El extranjero ve mi montaña de historias y hábitos acumulados y advierte ¡hay otras! Con la sola sospecha de que existe una posibilidad que nunca tuve en cuenta, una manera de ser no explorada antes, el paisaje de mi vida puede ganar en espacio para alcanzar lo que hasta hoy era inalcanzable para mí. Ahora sí puedo elegir hospedar o no al extranjero.

Cuando leo que ”siempre que tengamos experiencia del ser humano, lo experimentamos como pregunta, como libertad y apertura”[2] adhiero sin dudar a lo que leo, pero ¡cuántos peros! aparecen cuando me toca vivir la situación. ¡Qué distancia enorme encuentro a veces entre saber y hacer, entre sostener un principio y vivirlo!

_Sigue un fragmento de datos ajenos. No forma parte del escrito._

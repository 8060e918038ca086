use std::path::Path;

use config::{Config, Environment, File, FileFormat};
use eyre::{Context, Result};

use crate::config::models::ServerConfig;

/// Load configuration from a file using the config crate
/// Supports multiple formats: YAML, JSON, TOML, etc.
///
/// `WAYPOINT_*` environment variables override file values, with `__`
/// separating nested keys (`WAYPOINT_LOGGING__LEVEL=debug`).
pub async fn load_config(config_path: &str) -> Result<ServerConfig> {
    load_config_sync(config_path)
}

/// Load configuration synchronously
pub fn load_config_sync(config_path: &str) -> Result<ServerConfig> {
    let config_path = Path::new(config_path);

    // Determine file format based on extension
    let format = match config_path.extension().and_then(|ext| ext.to_str()) {
        Some("yaml") | Some("yml") => FileFormat::Yaml,
        Some("json") => FileFormat::Json,
        Some("ini") => FileFormat::Ini,
        _ => FileFormat::Toml,
    };

    let settings = Config::builder()
        .add_source(File::new(
            config_path
                .to_str()
                .ok_or_else(|| eyre::eyre!("Invalid UTF-8 path: {}", config_path.display()))?,
            format,
        ))
        .add_source(
            Environment::with_prefix("WAYPOINT")
                .prefix_separator("_")
                .separator("__")
                .try_parsing(true),
        )
        .build()
        .with_context(|| format!("Failed to build config from {}", config_path.display()))?;

    let server_config: ServerConfig = settings.try_deserialize().with_context(|| {
        format!(
            "Failed to deserialize config from {}",
            config_path.display()
        )
    })?;

    Ok(server_config)
}
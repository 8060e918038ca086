use std::{
    net::SocketAddr,
    path::Path,
    sync::{Arc, OnceLock},
    time::{Duration, Instant},
};

use clap::Parser;
use color_eyre::{Result, eyre::Context};
use http::StatusCode;
use tracing::Dispatch;
use waypoint::{
    Router,
    adapters::{self, HttpHandler},
    config::{ServerConfigValidator, loader::load_config, models::ServerConfig},
    core::RouteResult,
    tracing_setup,
    utils::GracefulShutdown,
};

#[derive(Parser, Debug)]
#[clap(author, version, about)]
struct Args {
    #[clap(subcommand)]
    command: Option<Commands>,

    #[clap(short, long, default_value = "config.toml")]
    config: String,
}

#[derive(Parser, Debug)]
enum Commands {
    /// Validate configuration file
    Validate {
        /// Configuration file to validate
        #[clap(short, long, default_value = "config.toml")]
        config: String,
    },
    /// Initialize a new configuration file
    Init {
        /// Output path for the new config file
        #[clap(short, long, default_value = "config.toml")]
        config: String,
    },
    /// Start the server (default)
    Serve {
        /// Configuration file to use
        #[clap(short, long, default_value = "config.toml")]
        config: String,
    },
}

#[tokio::main]
async fn main() -> Result<()> {
    color_eyre::install()?;

    let args = Args::parse();

    match args.command {
        Some(Commands::Validate { config }) => validate_config_command(&config).await,
        Some(Commands::Init { config }) => init_config_command(&config).await,
        Some(Commands::Serve { config }) => serve_command(&config).await,
        None => serve_command(&args.config).await,
    }
}

/// Routes served by the `waypoint` binary.
fn build_router(logger: Dispatch) -> RouteResult<Router> {
    let started = Instant::now();
    // Filled once the table is frozen; `/routes` reads it back.
    let table: Arc<OnceLock<Vec<String>>> = Arc::new(OnceLock::new());
    let listing = table.clone();
    let mut builder = Router::builder();

    builder
        .get("/health", |_, res| {
            res.json(
                StatusCode::OK,
                &serde_json::json!({
                    "status": "healthy",
                    "timestamp": chrono::Utc::now().to_rfc3339(),
                }),
            )
        })?
        .get("/echo/:message", |req, res| {
            res.content_type("text/plain; charset=utf-8");
            res.ok(req.param("message").unwrap_or_default())?;
            Ok(())
        })?
        .post("/echo", |req, res| {
            if let Some(content_type) = req.headers().get(http::header::CONTENT_TYPE) {
                res.header(http::header::CONTENT_TYPE, content_type.clone());
            }
            res.ok(req.body())?;
            Ok(())
        })?
        .get("/files/:name", |req, res| {
            let name = req.param("name").unwrap_or_default();
            let extension = Path::new(name).extension().and_then(|ext| ext.to_str());
            res.json(
                StatusCode::OK,
                &serde_json::json!({ "name": name, "extension": extension }),
            )
        })?
        .get("/routes", move |_, res| {
            let routes = listing.get().map(Vec::as_slice).unwrap_or_default();
            res.json(StatusCode::OK, &serde_json::json!({ "routes": routes }))
        })?;

    builder
        .diagnostics(move || {
            Ok(serde_json::json!({
                "version": env!("CARGO_PKG_VERSION"),
                "uptime_secs": started.elapsed().as_secs(),
            }))
        })
        .logger(logger);

    let router = builder.build();
    let listed = router
        .routes()
        .into_iter()
        .map(|(method, pattern)| format!("{method} {pattern}"))
        .collect();
    if table.set(listed).is_err() {
        tracing::warn!("Route listing was already populated; keeping the earlier one");
    }
    Ok(router)
}

async fn serve_command(config_path: &str) -> Result<()> {
    let config: ServerConfig = load_config(config_path)
        .await
        .with_context(|| format!("Failed to load config from {config_path}"))?;
    ServerConfigValidator::validate(&config).context("Invalid configuration")?;

    let dispatch = tracing_setup::init_tracing(&config.logging)?;

    let router = build_router(dispatch).context("Failed to register routes")?;
    for (method, pattern) in router.routes() {
        tracing::info!("Configured route: {} {}", method, pattern);
    }

    let handler = Arc::new(HttpHandler::new(Arc::new(router), config.max_body_bytes));

    let graceful_shutdown = Arc::new(GracefulShutdown::with_timeout(Duration::from_secs(
        config.shutdown_timeout_secs,
    )));
    let signal_handler_shutdown = graceful_shutdown.clone();
    tokio::spawn(async move {
        if let Err(e) = signal_handler_shutdown.run_signal_handler().await {
            tracing::error!("Signal handler error: {}", e);
        }
    });

    let addr: SocketAddr = config
        .listen_addr
        .parse()
        .context("Failed to parse listen address")?;
    let listener = tokio::net::TcpListener::bind(addr)
        .await
        .context("Failed to bind to address")?;

    adapters::serve(listener, adapters::app(handler), &graceful_shutdown).await?;

    tracing::info!("Graceful shutdown completed");
    Ok(())
}

/// Validate configuration file and exit
async fn validate_config_command(config_path: &str) -> Result<()> {
    println!("🔍 Validating configuration file: {config_path}");

    if !Path::new(config_path).exists() {
        eprintln!("❌ Error: Configuration file '{config_path}' not found");
        std::process::exit(1);
    }

    let config = match load_config(config_path).await {
        Ok(config) => {
            println!("✅ Configuration parsing: OK");
            config
        }
        Err(e) => {
            eprintln!("❌ Configuration parsing failed:");
            eprintln!("   {e:#}");
            std::process::exit(1);
        }
    };

    match ServerConfigValidator::validate(&config) {
        Ok(()) => {
            println!("✅ Configuration validation: OK");
            println!();
            println!("📋 Configuration Summary:");
            println!("   • Listen Address: {}", config.listen_addr);
            println!("   • Body Limit: {} bytes", config.max_body_bytes);
            println!("   • Shutdown Timeout: {}s", config.shutdown_timeout_secs);
            println!(
                "   • Logging: {} ({:?})",
                config.logging.level, config.logging.format
            );
            Ok(())
        }
        Err(e) => {
            eprintln!("❌ Configuration validation failed:");
            eprintln!("{e}");
            println!();
            println!("💡 Common fixes:");
            println!("   • Verify listen address format (e.g., '127.0.0.1:3000')");
            println!("   • Use a valid log filter (e.g., 'info' or 'waypoint=debug')");
            std::process::exit(1);
        }
    }
}

/// Initialize a new configuration file
async fn init_config_command(config_path: &str) -> Result<()> {
    let path = Path::new(config_path);
    if path.exists() {
        eprintln!("❌ Error: Configuration file '{config_path}' already exists");
        std::process::exit(1);
    }

    let default_config = r#"# Waypoint Server Configuration

# The address to listen on
listen_addr = "127.0.0.1:8080"

# Requests with larger bodies are answered with 413
max_body_bytes = 2097152

# Seconds in-flight requests get to finish after SIGINT / SIGTERM
shutdown_timeout_secs = 30

[logging]
# EnvFilter directive, e.g. "info" or "waypoint=debug,tower_http=info"
level = "info"
# "json" or "pretty"
format = "json"
include_spans = true
"#;

    tokio::fs::write(path, default_config)
        .await
        .context("Failed to write config file")?;
    println!("✅ Created default configuration at: {config_path}");
    println!("   Run 'waypoint serve --config {config_path}' to start the server");
    Ok(())
}
// src/transport/events.rs — Push channel events

use serde::Serialize;

/// One event delivered by a push channel, in arrival order.
#[derive(Debug, Clone, PartialEq, Eq, Serialize)]
#[serde(tag = "kind", content = "payload", rename_all = "lowercase")]
pub enum ChannelEvent {
    /// A partial text fragment of the streamed answer.
    Chunk(String),
    /// The upstream finished generating.
    Complete,
    /// The upstream reported a failure through an explicit `error` event.
    Error(String),
    /// The connection broke before any terminal event arrived.
    Dropped(String),
}

impl ChannelEvent {
    /// Decode a named server-sent event. Unknown names yield `None`.
    ///
    /// `Dropped` never comes off the wire; transports synthesize it.
    pub fn from_sse(name: &str, data: &str) -> Option<Self> {
        match name {
            "chunk" => Some(ChannelEvent::Chunk(data.to_string())),
            "complete" => Some(ChannelEvent::Complete),
            "error" => {
                let reason = if data.trim().is_empty() {
                    "upstream reported an error".to_string()
                } else {
                    data.to_string()
                };
                Some(ChannelEvent::Error(reason))
            }
            _ => None,
        }
    }

    pub fn is_terminal(&self) -> bool {
        !matches!(self, ChannelEvent::Chunk(_))
    }
}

Doy cobijo al extranjero, acepto su pregunta. Quizás así mis días pierdan la seguridad habitual que da el saber cómo son las cosas. Todo se pone en riesgo si elijo cambiar, pero ¿acaso no corro riesgo también si digo que ya nada puede cambiar y que mi punto de vista es el único verdadero?

Supongamos, y sólo supongamos, por las dudas, que un día decido dejar de hacer lo de siempre. Supongamos que un día me rindo ante la evidencia de que si voy por el mismo camino voy a llegar siempre al mismo lugar. Supongamos, en fin, que me decido a dudar de mi costumbre e invito libremente a entrar a casa a un coach con sus preguntas de extranjero  ¿Para qué lo invito? Para que me acompañe a cambiar la costumbre que no me sirve para conseguir lo que busco. El coach me va a escuchar sin saberlo todo, me va a mostrar lo que no veo para que tenga la libertad de elegir justo allí donde yo creía que todo estaba decidido.

Si me va a acompañar en la magnífica tarea de hacerme responsable por mi futuro, ¡cómo no hospedarlo!


[1] La figura del “extranjero” está tomada del libro de Derrida, J., La Hospitalidad, Ed. De la Flor, Buenos Aires, 2000

[2] Moltmann, Jürgen. El hombre, Salamanca, Sígueme, 1980.